AzureVMCluster doesn't correctly load config
See original GitHub issueWhat happened:
When I defined a default set of arguments for AzureVMCluster
in ~/.config/dask/cloudprovider.yaml
and tried to create a cluster instance with no configuration arguments, I received an error.
What you expected to happen:
I would have expected to get an AzureVMCluster
instance matching the config specified in the yaml file.

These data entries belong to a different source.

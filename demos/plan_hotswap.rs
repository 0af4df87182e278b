//! Plan and apply a hotswap against an in-memory stack.
//!
//! This example shows how to:
//! - Implement the client traits (here with in-memory fakes)
//! - Inspect the classified changes before executing anything
//! - Apply the plan and read the result
//!
//! Run with: cargo run --example plan_hotswap
//!
//! Set `RUST_LOG=cfn_hotswap=debug` to see the engine's logs.

use async_trait::async_trait;
use cfn_hotswap::classify::{LambdaCodeUpdate, LambdaConfigurationUpdate};
use cfn_hotswap::clients::FunctionConfiguration;
use cfn_hotswap::prelude::*;
use serde_json::json;
use std::collections::BTreeMap;
use std::sync::Arc;
use tracing_subscriber::EnvFilter;

struct InMemoryCloudFormation {
    template: Template,
    resources: Vec<ResourceSummary>,
}

#[async_trait]
impl CloudFormationApi for InMemoryCloudFormation {
    async fn get_template(&self, _stack_name: &str) -> Result<Option<Template>> {
        Ok(Some(self.template.clone()))
    }

    async fn list_stack_resources(&self, _stack_name: &str) -> Result<Vec<ResourceSummary>> {
        Ok(self.resources.clone())
    }

    async fn stack_parameters(&self, _stack_name: &str) -> Result<BTreeMap<String, String>> {
        Ok(BTreeMap::from([("AssetKey".to_string(), "v1.zip".to_string())]))
    }

    async fn list_exports(&self) -> Result<BTreeMap<String, String>> {
        Ok(BTreeMap::new())
    }
}

struct PrintingLambda;

#[async_trait]
impl LambdaApi for PrintingLambda {
    async fn update_function_code(&self, update: &LambdaCodeUpdate) -> Result<FunctionConfiguration> {
        println!("  UpdateFunctionCode {} -> s3://{:?}/{:?}", update.function_name, update.s3_bucket, update.s3_key);
        Ok(FunctionConfiguration {
            function_name: update.function_name.clone(),
            ..Default::default()
        })
    }

    async fn update_function_configuration(
        &self,
        update: &LambdaConfigurationUpdate,
    ) -> Result<FunctionConfiguration> {
        println!("  UpdateFunctionConfiguration {}", update.function_name);
        Ok(FunctionConfiguration::default())
    }

    async fn get_function_configuration(&self, function_name: &str) -> Result<FunctionConfiguration> {
        Ok(FunctionConfiguration {
            function_name: function_name.to_string(),
            ..Default::default()
        })
    }

    async fn publish_version(&self, function_name: &str) -> Result<String> {
        println!("  PublishVersion {function_name}");
        Ok("1".to_string())
    }

    async fn update_alias(&self, function_name: &str, alias: &str, version: &str) -> Result<()> {
        println!("  UpdateAlias {function_name}:{alias} -> {version}");
        Ok(())
    }
}

fn template(key: serde_json::Value, memory: u32) -> Result<Template> {
    Template::from_value(json!({
        "Parameters": { "AssetKey": { "Type": "String" } },
        "Resources": {
            "Handler": {
                "Type": "AWS::Lambda::Function",
                "Properties": {
                    "Code": { "S3Bucket": { "Fn::Sub": "assets-${AWS::AccountId}" }, "S3Key": key },
                    "FunctionName": "orders-handler"
                }
            },
            "Worker": {
                "Type": "AWS::Lambda::Function",
                "Properties": {
                    "Code": { "S3Bucket": "assets", "S3Key": "worker.zip" },
                    "FunctionName": "orders-worker",
                    "MemorySize": memory
                }
            }
        }
    }))
}

#[tokio::main]
async fn main() -> Result<()> {
    tracing_subscriber::fmt()
        .with_env_filter(EnvFilter::from_default_env())
        .init();

    println!("=== Hotswap Planning Example ===\n");

    let cloudformation = InMemoryCloudFormation {
        template: template(json!("v1.zip"), 128)?,
        resources: vec![
            ResourceSummary::new("Handler", "AWS::Lambda::Function", "orders-handler"),
            ResourceSummary::new("Worker", "AWS::Lambda::Function", "orders-worker"),
        ],
    };

    let mut settings = HotswapSettings::default();
    settings.environment.account = "123456789012".to_string();
    settings.environment.region = "eu-west-1".to_string();

    let deployer = HotswapDeployer::builder()
        .with_cloudformation(Arc::new(cloudformation))
        .with_lambda(Arc::new(PrintingLambda))
        .with_settings(settings)
        .build()
        .await?;

    // New code for the handler, and a memory change for the worker
    let generated = template(json!({ "Ref": "AssetKey" }), 256)?;
    let request = HotswapRequest::new("orders", generated).with_parameter("AssetKey", "v2.zip");

    for mode in [HotswapMode::FallBack, HotswapMode::HotswapOnly] {
        println!("--- Mode: {mode} ---");
        let Some(plan) = deployer.plan(&request.clone().with_mode(mode)).await? else {
            println!("stack is not deployed");
            continue;
        };

        for change in &plan.changes.hotswappable {
            println!("hotswappable: {} ({} operations)", change.logical_id, change.operations.len());
        }
        for change in &plan.changes.non_hotswappable {
            println!("needs full deployment: {}: {change}", change.logical_id);
        }

        match deployer.execute_plan(&plan).await? {
            None => println!("result: full deployment required\n"),
            Some(result) if result.no_op => println!("result: nothing to do\n"),
            Some(result) => println!("result: hotswapped {:?}\n", result.hotswapped_resources),
        }
    }

    Ok(())
}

Minimal Complete Verifiable Example:
I set the following config in ~/.config/dask/cloudprovider.yaml
:
cloudprovider:
azure:
location: "westeurope" # The Azure location to launch your cluster
resource_group: "HelloML" # The Azure resource group for the cluster
azurevm:
vnet: "dask-cp-vnet" # Azure Virtual Network to launch VMs in
security_group: "dask-cp-nsg" # Network security group to allow 8786 and 8787
vm_size: "Standard_D2_v3" # Azure VM size to use for scheduler and workers
This should be sufficient & valid config to create an AzureVMCluster
instance, as I have constructed other clusters using the same config but passed as kwargs to the constructor.
However, when I try to create a cluster without specifying this config again, for example:
avmc = AzureVMCluster(n_workers=1)
I get the following error:
---------------------------------------------------------------------------
ConfigError Traceback (most recent call last)
<ipython-input-2-558400e25ae3> in <module>
----> 1 avmc = AzureVMCluster(n_workers=1)
/anaconda/envs/tiledb-dev/lib/python3.8/site-packages/dask_cloudprovider/azure/azurevm.py in __init__(self, location, resource_group, vnet, security_group, public_ingress, vm_size, scheduler_vm_size, vm_image, disk_size, bootstrap, auto_shutdown, docker_image, debug, marketplace_plan, **kwargs)
477 )
478 if self.resource_group is None:
--> 479 raise ConfigError("You must configure a resource_group")
480 self.public_ingress = (
481 public_ingress
ConfigError: You must configure a resource_group
Anything else we need to know?:
Looking at AzureVMCluster.__init__
there seem to be a couple of different approaches taken to get config items:
dask.config.get("cloudprovider.azure.location")
(L469)self.config.get("resource_group")
(L476 etc.)
Changing L476 to follow the pattern of L469 (that is, so that it reads dask.config.get("cloudprovider.azure.resource_group")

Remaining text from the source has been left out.